Library enables interaction with multiple large language model providers via a unified interface. Features include consumer-friendly API, secured key management, HTTP client flexibility, streaming capabilities, and configurable retry policies.
A Kotlin library for interacting with various Large Language Model (LLM) providers through a unified interface. Supports OpenAI and Google Gemini with a simple, consumer-friendly API.
repositories {
mavenCentral()
}
dependencies {
implementation("io.github.researchforyounow:llm-clients:0.7.5")
}<dependency>
<groupId>io.github.researchforyounow</groupId>
<artifactId>llm-clients</artifactId>
<version>0.7.5</version>
</dependency>SECURITY NOTICE: This library requires you to provide your own API keys explicitly. No hardcoded API keys are included for security reasons.

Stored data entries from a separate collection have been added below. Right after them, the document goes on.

use bytes::Bytes;
use http::{Request, header};
use http_body_util::BodyExt;
use micro_webmvc::convert::NamedEnum;
use micro_webmvc::responder::Json;
use micro_webmvc::{
    AppConfig, Application, Args, BoxError, ClientError, Constraints, Controller, FieldSpec, HandlerDescriptor,
    ParamSpec, Record, RequestContext, ResponseBody,
};
use serde::{Deserialize, Serialize};
use std::sync::atomic::{AtomicU64, Ordering};
use tracing::{Level, error, info};
use tracing_subscriber::FmtSubscriber;

#[derive(Debug, Deserialize, Serialize)]
struct Greeting {
    to: String,
    times: u8,
}

impl Record for Greeting {
    fn fields() -> Vec<FieldSpec> {
        vec![
            FieldSpec::scalar::<String>("to").with(Constraints::default().size(32)),
            FieldSpec::scalar::<u8>("times").with(Constraints::default().default_value("1").min(1).max(5)),
        ]
    }
}

#[derive(Debug, Clone, Copy, PartialEq, Eq)]
enum Tone {
    Plain,
    Loud,
}

impl NamedEnum for Tone {
    fn variants() -> &'static [Self] {
        &[Tone::Plain, Tone::Loud]
    }

    fn name(&self) -> &'static str {
        match self {
            Tone::Plain => "PLAIN",
            Tone::Loud => "LOUD",
        }
    }
}

#[derive(Default)]
struct GreetingController {
    served: AtomicU64,
}

impl GreetingController {
    // curl 'http://127.0.0.1:8080/greeting/hi?msg=2026&tone=LOUD'
    fn hi(&self, _ctx: &mut RequestContext, mut args: Args) -> Result<String, BoxError> {
        self.served.fetch_add(1, Ordering::Relaxed);
        let msg = args.take::<i64>("msg")?;
        let tone = args.take_enum::<Tone>("tone")?.unwrap_or(Tone::Plain);
        let text = format!("hi {msg}");
        Ok(if tone == Tone::Loud { text.to_uppercase() } else { text })
    }

    // curl -H 'Content-Type: application/json' -d '{"to":"zava","times":2}' http://127.0.0.1:8080/greeting/send
    fn send(&self, _ctx: &mut RequestContext, mut args: Args) -> Result<Json<Vec<String>>, BoxError> {
        self.served.fetch_add(1, Ordering::Relaxed);
        let greeting = args.take_record::<Greeting>("greeting")?.ok_or_else(|| ClientError::message("no greeting"))?;
        Ok(Json((0..greeting.times).map(|_| format!("hello {}", greeting.to)).collect()))
    }

    fn stats(&self, _ctx: &mut RequestContext, _args: Args) -> Result<u64, BoxError> {
        Ok(self.served.load(Ordering::Relaxed))
    }
}

async fn show(name: &str, response: http::Response<ResponseBody>) {
    let status = response.status();
    match response.into_body().collect().await {
        Ok(body) => info!(name, status = status.as_u16(), body = ?body.to_bytes(), "response"),
        Err(e) => error!(name, cause = %e, "read body error"),
    }
}

#[tokio::main]
async fn main() {
    let subscriber = FmtSubscriber::builder().with_max_level(Level::INFO).finish();
    tracing::subscriber::set_global_default(subscriber).expect("setting default subscriber failed");

    let controller = Controller::<GreetingController>::new()
        .prefix("/greeting")
        .handler(
            HandlerDescriptor::get("/hi").content_type("text/plain; charset=utf-8"),
            [
                ParamSpec::scalar::<i64>("msg").with(Constraints::default().rule("\\d{1,4}")),
                ParamSpec::enumeration::<Tone>("tone").with(Constraints::default().required(false)),
            ],
            GreetingController::hi,
        )
        .handler(
            HandlerDescriptor::post("/send"),
            [ParamSpec::record::<Greeting>("greeting")],
            GreetingController::send,
        )
        .handler(HandlerDescriptor::get("/stats"), [ParamSpec::context()], GreetingController::stats);

    let config = match AppConfig::from_json_str(r#"{"defaultContentType": "application/json; charset=utf-8"}"#) {
        Ok(config) => config,
        Err(e) => {
            error!(cause = %e, "invalid config");
            return;
        }
    };

    let app = match Application::builder().config(config).controller(controller).build() {
        Ok(app) => app,
        Err(e) => {
            error!(cause = %e, "build application error");
            return;
        }
    };

    let hi = Request::get("/greeting/hi?msg=2026&tone=LOUD").body(Bytes::new()).expect("valid request");
    show("hi", app.dispatch(hi)).await;
    let bad = Request::get("/greeting/hi?msg=20260").body(Bytes::new()).expect("valid request");
    show("bad msg", app.dispatch(bad)).await;

    let send = Request::post("/greeting/send")
        .header(header::CONTENT_TYPE, "application/json")
        .body(Bytes::from_static(br#"{"to":"zava","times":2}"#))
        .expect("valid request");
    show("send", app.dispatch(send)).await;

    show("stats", app.dispatch(Request::get("/greeting/stats").body(Bytes::new()).expect("valid request"))).await;
    show("missing", app.dispatch(Request::get("/greeting/bye").body(Bytes::new()).expect("valid request"))).await;
}
use crate::convert::{TypeConverter, convert_date};
use crate::error::{ClientError, ConvertError, ServerError, WebError};
use crate::param::{Constraints, DeclaredType, TypeClass};
use crate::rule::RuleChecker;
use crate::value::Value;

/// Applies [`Constraints`] to a converted value.
///
/// Checks run in a fixed order and the first failure wins: array rejection, null
/// handling, size, allowed values, rule, numeric range. A null replaced by its default and a
/// string found in the allowed values are accepted without running the later checks.
#[derive(Clone, Copy)]
pub struct ConstraintValidator<'a> {
    converter: &'a TypeConverter,
    rules: &'a dyn RuleChecker,
}

impl std::fmt::Debug for ConstraintValidator<'_> {
    fn fmt(&self, f: &mut std::fmt::Formatter<'_>) -> std::fmt::Result {
        f.debug_struct("ConstraintValidator").field("converter", self.converter).finish_non_exhaustive()
    }
}

impl<'a> ConstraintValidator<'a> {
    pub fn new(converter: &'a TypeConverter, rules: &'a dyn RuleChecker) -> Self {
        Self { converter, rules }
    }

    pub fn validate(
        &self,
        constraints: &Constraints,
        declared: &DeclaredType,
        value: Value,
    ) -> Result<Value, WebError> {
        if declared.is_array() {
            return Err(ServerError::UnsupportedArray { type_name: declared.name() }.into());
        }

        if value.is_null() {
            if !constraints.is_required() {
                return Ok(Value::Null);
            }
            let default_value = constraints.get_default_value();
            if default_value.trim().is_empty() {
                return Err(ClientError::RequiredEmpty.into());
            }
            return self.convert_default(constraints, declared, default_value);
        }

        let size = constraints.get_size();
        if size != 0 {
            let exceeded = match &value {
                Value::Str(s) => s.chars().count() > size,
                Value::List(items) => items.len() > size,
                _ => false,
            };
            if exceeded {
                return Err(ClientError::SizeExceeded.into());
            }
        }

        let allowed_values = constraints.get_allowed_values();
        if !allowed_values.is_empty()
            && let Value::Str(s) = &value
        {
            if allowed_values.iter().any(|allowed| allowed == s) {
                return Ok(value);
            }
            return Err(ClientError::UnsupportedValue.into());
        }

        let rule = constraints.get_rule();
        if !rule.trim().is_empty() && !self.rules.exec(rule, &value) {
            return Err(ClientError::RuleCheckFailed.into());
        }

        if out_of_range(&value, constraints.get_min(), constraints.get_max()) {
            return Err(ClientError::OutOfRange.into());
        }

        Ok(value)
    }

    /// Converts a default value. Only registered scalars, enums and dates can have one.
    fn convert_default(
        &self,
        constraints: &Constraints,
        declared: &DeclaredType,
        default_value: &str,
    ) -> Result<Value, WebError> {
        match declared.class() {
            TypeClass::Scalar => {
                self.converter.convert(declared.type_id(), declared.name(), default_value).map_err(|e| match e {
                    ConvertError::UnsupportedType { type_name } => ServerError::UnsupportedType { type_name }.into(),
                    invalid @ ConvertError::InvalidArgument { .. } => {
                        ClientError::bad_parameter(declared.name(), invalid).into()
                    }
                })
            }
            TypeClass::Enum(convert) => Ok(convert(default_value)?),
            TypeClass::Date(kind) => Ok(convert_date(*kind, default_value, constraints.get_format())?),
            _ => Err(ServerError::UnsupportedType { type_name: declared.name() }.into()),
        }
    }
}

/// A declared bound is violated, a non-finite float violating any declared bound.
fn out_of_range(value: &Value, min: i64, max: i64) -> bool {
    if let Value::Float(f) = value
        && !f.is_finite()
    {
        return min != i64::MIN || max != i64::MAX;
    }
    value.as_i64().is_some_and(|n| n > max || n < min)
}

#[cfg(test)]
mod tests {
    use super::*;
    use crate::convert::NamedEnum;
    use crate::rule::{MockRuleChecker, RegexRuleChecker};
    use chrono::NaiveDate;
    use mockall::predicate::eq;

    #[derive(Debug, Clone, Copy, PartialEq, Eq)]
    enum Mode {
        Fast,
    }

    impl NamedEnum for Mode {
        fn variants() -> &'static [Self] {
            &[Mode::Fast]
        }

        fn name(&self) -> &'static str {
            "FAST"
        }
    }

    fn validate(constraints: &Constraints, declared: &DeclaredType, value: Value) -> Result<Value, WebError> {
        let converter = TypeConverter::new();
        let rules = RegexRuleChecker::new();
        ConstraintValidator::new(&converter, &rules).validate(constraints, declared, value)
    }

    fn client_error(result: Result<Value, WebError>) -> ClientError {
        match result {
            Err(WebError::Client(e)) => e,
            other => panic!("expected a client error, got {other:?}"),
        }
    }

    #[test]
    fn optional_null_stays_null() {
        let result = validate(&Constraints::new().required(false), &DeclaredType::scalar::<String>(), Value::Null);
        assert!(result.unwrap().is_null());
    }

    #[test]
    fn required_null_without_default_fails() {
        let err = client_error(validate(&Constraints::new(), &DeclaredType::scalar::<String>(), Value::Null));
        assert!(matches!(err, ClientError::RequiredEmpty));

        let blank = Constraints::new().default_value("  ");
        let err = client_error(validate(&blank, &DeclaredType::scalar::<String>(), Value::Null));
        assert!(matches!(err, ClientError::RequiredEmpty));
    }

    #[test]
    fn required_null_uses_converted_default() {
        let constraints = Constraints::new().default_value("15");
        let value = validate(&constraints, &DeclaredType::scalar::<i32>(), Value::Null).unwrap();
        assert!(matches!(value, Value::Int(15)));
    }

    #[test]
    fn default_skips_later_checks() {
        let constraints = Constraints::new().default_value("150").max(100);
        let value = validate(&constraints, &DeclaredType::scalar::<i32>(), Value::Null).unwrap();
        assert!(matches!(value, Value::Int(150)));

        let constraints = Constraints::new().default_value("abcdef").size(2);
        let value = validate(&constraints, &DeclaredType::scalar::<String>(), Value::Null).unwrap();
        assert_eq!(value.as_str(), Some("abcdef"));

        let constraints = Constraints::new().default_value("x").allowed_values(["a"]).rule("[0-9]+");
        let value = validate(&constraints, &DeclaredType::scalar::<String>(), Value::Null).unwrap();
        assert_eq!(value.as_str(), Some("x"));
    }

    #[test]
    fn non_finite_floats_break_declared_bounds() {
        let bounded = Constraints::new().min(-10).max(10);
        for n in [f64::NAN, f64::INFINITY, f64::NEG_INFINITY] {
            let err = client_error(validate(&bounded, &DeclaredType::scalar::<f64>(), Value::Float(n)));
            assert!(matches!(err, ClientError::OutOfRange));
        }
        assert!(validate(&Constraints::new(), &DeclaredType::scalar::<f64>(), Value::Float(f64::NAN)).is_ok());
    }

    #[test]
    fn enum_and_date_defaults() {
        let constraints = Constraints::new().default_value("FAST");
        let value = validate(&constraints, &DeclaredType::enumeration::<Mode>(), Value::Null).unwrap();
        assert!(matches!(value, Value::Enum("FAST")));

        let constraints = Constraints::new().default_value("2026-01-24");
        let value = validate(&constraints, &DeclaredType::date::<NaiveDate>(), Value::Null).unwrap();
        assert!(matches!(value, Value::Date(_)));
    }

    #[test]
    fn default_for_list_is_unsupported() {
        let result = validate(&Constraints::new().default_value("[1]"), &DeclaredType::list::<i32>(), Value::Null);
        assert!(matches!(result, Err(WebError::Server(ServerError::UnsupportedType { .. }))));
    }

    #[test]
    fn arrays_are_rejected() {
        let result = validate(&Constraints::new(), &DeclaredType::array::<[i32; 2]>(), Value::Str("1".into()));
        assert!(matches!(result, Err(WebError::Server(ServerError::UnsupportedArray { .. }))));
    }

    #[test]
    fn size_counts_characters() {
        let constraints = Constraints::new().size(3);
        assert!(validate(&constraints, &DeclaredType::scalar::<String>(), Value::Str("äöü".into())).is_ok());
        let err = client_error(validate(&constraints, &DeclaredType::scalar::<String>(), Value::Str("abcd".into())));
        assert!(matches!(err, ClientError::SizeExceeded));
    }

    #[test]
    fn size_counts_list_items() {
        let constraints = Constraints::new().size(1);
        let list = Value::List(vec![Value::Int(1), Value::Int(2)]);
        let err = client_error(validate(&constraints, &DeclaredType::list::<i32>(), list));
        assert!(matches!(err, ClientError::SizeExceeded));
    }

    #[test]
    fn allowed_value_short_circuits_later_checks() {
        let constraints = Constraints::new().allowed_values(["a", "b"]).rule("[0-9]+");
        let value = validate(&constraints, &DeclaredType::scalar::<String>(), Value::Str("a".into())).unwrap();
        assert_eq!(value.as_str(), Some("a"));
    }

    #[test]
    fn value_outside_allowed_list_fails() {
        let constraints = Constraints::new().allowed_values(["a", "b"]);
        let err = client_error(validate(&constraints, &DeclaredType::scalar::<String>(), Value::Str("c".into())));
        assert!(matches!(err, ClientError::UnsupportedValue));
    }

    #[test]
    fn allowed_values_ignore_non_strings() {
        let constraints = Constraints::new().allowed_values(["1"]).max(10);
        let err = client_error(validate(&constraints, &DeclaredType::scalar::<i32>(), Value::Int(11)));
        assert!(matches!(err, ClientError::OutOfRange));
    }

    #[test]
    fn rule_is_delegated_to_the_checker() {
        let converter = TypeConverter::new();
        let mut rules = MockRuleChecker::new();
        rules.expect_exec().with(eq("phone"), mockall::predicate::always()).times(1).return_const(false);

        let validator = ConstraintValidator::new(&converter, &rules);
        let constraints = Constraints::new().rule("phone");
        let result = validator.validate(&constraints, &DeclaredType::scalar::<String>(), Value::Str("x".into()));
        assert!(matches!(result, Err(WebError::Client(ClientError::RuleCheckFailed))));
    }

    #[test]
    fn blank_rule_is_skipped() {
        let converter = TypeConverter::new();
        let mut rules = MockRuleChecker::new();
        rules.expect_exec().never();

        let validator = ConstraintValidator::new(&converter, &rules);
        let constraints = Constraints::new().rule(" ");
        assert!(validator.validate(&constraints, &DeclaredType::scalar::<String>(), Value::Str("x".into())).is_ok());
    }

    #[test]
    fn numeric_range() {
        let constraints = Constraints::new().min(1).max(10);
        assert!(validate(&constraints, &DeclaredType::scalar::<i32>(), Value::Int(10)).is_ok());
        assert!(validate(&constraints, &DeclaredType::scalar::<i32>(), Value::Int(1)).is_ok());
        for n in [11, 0] {
            let err = client_error(validate(&constraints, &DeclaredType::scalar::<i32>(), Value::Int(n)));
            assert!(matches!(err, ClientError::OutOfRange));
        }
    }

    #[test]
    fn float_range_uses_the_integral_part() {
        let constraints = Constraints::new().max(10);
        assert!(validate(&constraints, &DeclaredType::scalar::<f64>(), Value::Float(10.9)).is_ok());
        assert!(validate(&constraints, &DeclaredType::scalar::<f64>(), Value::Float(11.0)).is_err());
    }
}
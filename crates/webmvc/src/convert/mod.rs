//! String to typed value conversion.
//!
//! [`TypeConverter`] is the extensible table used for scalar parameters, dates and enums
//! are handled by the helpers in [`date`].

pub mod date;

pub use date::{
    DEFAULT_DATE_FORMAT, DEFAULT_DATETIME_FORMAT, DateKind, DateType, NamedEnum, convert_date, convert_to_enum,
    format_date, java_pattern_to_strftime,
};

use crate::error::ConvertError;
use crate::value::{FromValue, Value};
use std::any::{TypeId, type_name};
use std::collections::HashMap;
use std::fmt::{Debug, Display, Formatter};
use std::str::FromStr;
use std::sync::Arc;
use tracing::debug;

pub type ConvertFn = dyn Fn(&str) -> Result<Value, ConvertError> + Send + Sync;

#[derive(Clone)]
struct TypeHandler {
    type_name: &'static str,
    convert: Arc<ConvertFn>,
    custom: bool,
}

/// Registry mapping a target type to its string parser.
///
/// [`TypeConverter::new`] registers `String`, `bool`, `char` and every primitive integer
/// and float type. Applications add their own scalar types through
/// [`register`](TypeConverter::register) or [`register_custom`](TypeConverter::register_custom).
#[derive(Clone)]
pub struct TypeConverter {
    handlers: HashMap<TypeId, TypeHandler>,
}

macro_rules! register_numbers {
    ($converter:ident, $variant:ident: $($ty:ty),* $(,)?) => {
        $(
        $converter.register::<$ty, _>(|value| parse_number::<$ty>(value).map(|n| Value::$variant(n.into())));
        )*
    };
}

impl TypeConverter {
    /// A converter preloaded with the built-in scalar types.
    pub fn new() -> Self {
        let mut converter = Self::empty();

        converter.register::<String, _>(|value| Ok(Value::Str(value.to_string())));
        register_numbers!(converter, Int: i8, i16, i32, i64);
        register_numbers!(converter, UInt: u8, u16, u32, u64);
        register_numbers!(converter, Float: f32, f64);
        converter.register::<bool, _>(|value| Ok(Value::Bool(parse_bool(value))));
        converter.register::<char, _>(parse_char);

        converter
    }

    /// A converter without any registered type.
    pub fn empty() -> Self {
        Self { handlers: HashMap::new() }
    }

    /// Registers the parser producing values of type `T`.
    ///
    /// Registering a type twice replaces the previous parser.
    pub fn register<T, F>(&mut self, convert: F) -> &mut Self
    where
        T: 'static,
        F: Fn(&str) -> Result<Value, ConvertError> + Send + Sync + 'static,
    {
        self.insert::<T>(Arc::new(convert), false)
    }

    fn insert<T: 'static>(&mut self, convert: Arc<ConvertFn>, custom: bool) -> &mut Self {
        let handler = TypeHandler { type_name: type_name::<T>(), convert, custom };
        if self.handlers.insert(TypeId::of::<T>(), handler).is_some() {
            debug!(type_name = type_name::<T>(), "replaced type converter");
        }
        self
    }

    /// Registers an application type, stored as [`Value::Custom`].
    ///
    /// Custom values have no json form, so they can bind scalar parameters but not record fields.
    pub fn register_custom<T, F>(&mut self, convert: F) -> &mut Self
    where
        T: Send + 'static,
        F: Fn(&str) -> Result<T, ConvertError> + Send + Sync + 'static,
    {
        let convert = move |value: &str| convert(value).map(|custom| Value::Custom(Box::new(custom)));
        self.insert::<T>(Arc::new(convert), true)
    }

    pub fn contains(&self, type_id: TypeId) -> bool {
        self.handlers.contains_key(&type_id)
    }

    /// Whether `type_id` was registered through [`TypeConverter::register_custom`].
    pub fn is_custom(&self, type_id: TypeId) -> bool {
        self.handlers.get(&type_id).is_some_and(|handler| handler.custom)
    }

    /// Parses `value` as the type identified by `type_id`.
    ///
    /// `type_name` is only used to describe the failure of an unregistered type.
    pub fn convert(&self, type_id: TypeId, type_name: &'static str, value: &str) -> Result<Value, ConvertError> {
        match self.handlers.get(&type_id) {
            Some(handler) => (handler.convert)(value),
            None => Err(ConvertError::unsupported_type(type_name)),
        }
    }

    /// Parses `value` straight into `T`.
    pub fn convert_to<T: FromValue + 'static>(&self, value: &str) -> Result<T, ConvertError> {
        let converted = self.convert(TypeId::of::<T>(), type_name::<T>(), value)?;
        T::from_value(converted).map_err(|_| ConvertError::unsupported_type(type_name::<T>()))
    }
}

impl Default for TypeConverter {
    fn default() -> Self {
        Self::new()
    }
}

impl Debug for TypeConverter {
    fn fmt(&self, f: &mut Formatter<'_>) -> std::fmt::Result {
        let mut names = self.handlers.values().map(|handler| handler.type_name).collect::<Vec<_>>();
        names.sort_unstable();
        f.debug_struct("TypeConverter").field("types", &names).finish()
    }
}

/// Whether `type_id` is one of the scalar types registered by [`TypeConverter::new`].
pub fn is_primitive(type_id: TypeId) -> bool {
    [
        TypeId::of::<String>(),
        TypeId::of::<bool>(),
        TypeId::of::<char>(),
        TypeId::of::<i8>(),
        TypeId::of::<i16>(),
        TypeId::of::<i32>(),
        TypeId::of::<i64>(),
        TypeId::of::<u8>(),
        TypeId::of::<u16>(),
        TypeId::of::<u32>(),
        TypeId::of::<u64>(),
        TypeId::of::<f32>(),
        TypeId::of::<f64>(),
    ]
    .contains(&type_id)
}

/// Blank input parses as zero.
fn parse_number<T>(value: &str) -> Result<T, ConvertError>
where
    T: FromStr + Default,
    T::Err: Display,
{
    let value = value.trim();
    if value.is_empty() {
        return Ok(T::default());
    }
    value.parse::<T>().map_err(|e| ConvertError::invalid_argument(value, e))
}

/// Blank input is `false`, otherwise only a case-insensitive `"true"` is `true`.
fn parse_bool(value: &str) -> bool {
    value.trim().eq_ignore_ascii_case("true")
}

fn parse_char(value: &str) -> Result<Value, ConvertError> {
    let mut chars = value.chars();
    match (chars.next(), chars.next()) {
        (Some(c), None) => Ok(Value::Char(c)),
        _ => Err(ConvertError::invalid_argument(value, "expected exactly one character")),
    }
}

#[cfg(test)]
mod tests {
    use super::*;

    #[derive(Debug, PartialEq)]
    struct Celsius(i32);

    #[test]
    fn builtin_numbers() {
        let converter = TypeConverter::new();
        assert_eq!(converter.convert_to::<i32>("42").unwrap(), 42);
        assert_eq!(converter.convert_to::<i64>("-7").unwrap(), -7);
        assert_eq!(converter.convert_to::<u16>("65535").unwrap(), 65535);
        assert!((converter.convert_to::<f32>("1.25").unwrap() - 1.25).abs() < f32::EPSILON);
        assert!((converter.convert_to::<f64>("2.5").unwrap() - 2.5).abs() < f64::EPSILON);
    }

    #[test]
    fn blank_number_is_zero() {
        let converter = TypeConverter::new();
        assert_eq!(converter.convert_to::<i32>("").unwrap(), 0);
        assert_eq!(converter.convert_to::<u8>("  ").unwrap(), 0);
        assert!(converter.convert_to::<f64>("").unwrap().abs() < f64::EPSILON);
    }

    #[test]
    fn invalid_number_is_invalid_argument() {
        let converter = TypeConverter::new();
        let err = converter.convert_to::<i32>("abc").unwrap_err();
        assert!(matches!(err, ConvertError::InvalidArgument { .. }));

        let err = converter.convert_to::<u8>("300").unwrap_err();
        assert!(matches!(err, ConvertError::InvalidArgument { .. }));
    }

    #[test]
    fn booleans() {
        let converter = TypeConverter::new();
        assert!(converter.convert_to::<bool>("true").unwrap());
        assert!(converter.convert_to::<bool>("TRUE").unwrap());
        assert!(!converter.convert_to::<bool>("").unwrap());
        assert!(!converter.convert_to::<bool>("yes").unwrap());
    }

    #[test]
    fn characters() {
        let converter = TypeConverter::new();
        assert_eq!(converter.convert_to::<char>("x").unwrap(), 'x');
        assert!(converter.convert_to::<char>("xy").is_err());
        assert!(converter.convert_to::<char>("").is_err());
    }

    #[test]
    fn strings_are_kept_verbatim() {
        let converter = TypeConverter::new();
        assert_eq!(converter.convert_to::<String>(" a b ").unwrap(), " a b ");
    }

    #[test]
    fn unregistered_type_is_unsupported() {
        let converter = TypeConverter::new();
        let err = converter.convert(TypeId::of::<Celsius>(), "Celsius", "1").unwrap_err();
        assert!(matches!(err, ConvertError::UnsupportedType { type_name: "Celsius" }));
    }

    #[test]
    fn custom_types_can_be_registered() {
        let mut converter = TypeConverter::new();
        converter.register_custom::<Celsius, _>(|value| {
            let degrees = value
                .trim_end_matches('C')
                .parse::<i32>()
                .map_err(|e| ConvertError::invalid_argument(value, e))?;
            Ok(Celsius(degrees))
        });

        assert!(converter.contains(TypeId::of::<Celsius>()));
        assert!(converter.is_custom(TypeId::of::<Celsius>()));
        assert!(!converter.is_custom(TypeId::of::<i32>()));
        let value = converter.convert(TypeId::of::<Celsius>(), "Celsius", "21C").unwrap();
        assert_eq!(value.into_custom::<Celsius>().unwrap(), Celsius(21));
        // built-ins are untouched
        assert_eq!(converter.convert_to::<i32>("1").unwrap(), 1);
    }

    #[test]
    fn primitive_classification() {
        assert!(is_primitive(TypeId::of::<i32>()));
        assert!(is_primitive(TypeId::of::<String>()));
        assert!(!is_primitive(TypeId::of::<Celsius>()));
        assert!(!is_primitive(TypeId::of::<Vec<i32>>()));
    }
}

// Call once at application startup with your API keys
fun initializeLibrary(): LlmClientFactory {
val httpClient = ExampleHttpClient.createRecommendedHttpClient()
return LlmClientFactory(
httpClient = httpClient,
openAiApiKey = System.getenv("OPENAI_API_KEY") ?: "your-openai-api-key-here",
geminiApiKey = System.getenv("GEMINI_API_KEY") ?: "your-gemini-api-key-here"
)
}Note: This library does not use keys.properties. Configure API keys via environment variables or your secrets manager. The factory holds your keys and shared HttpClient so callers only supply model options.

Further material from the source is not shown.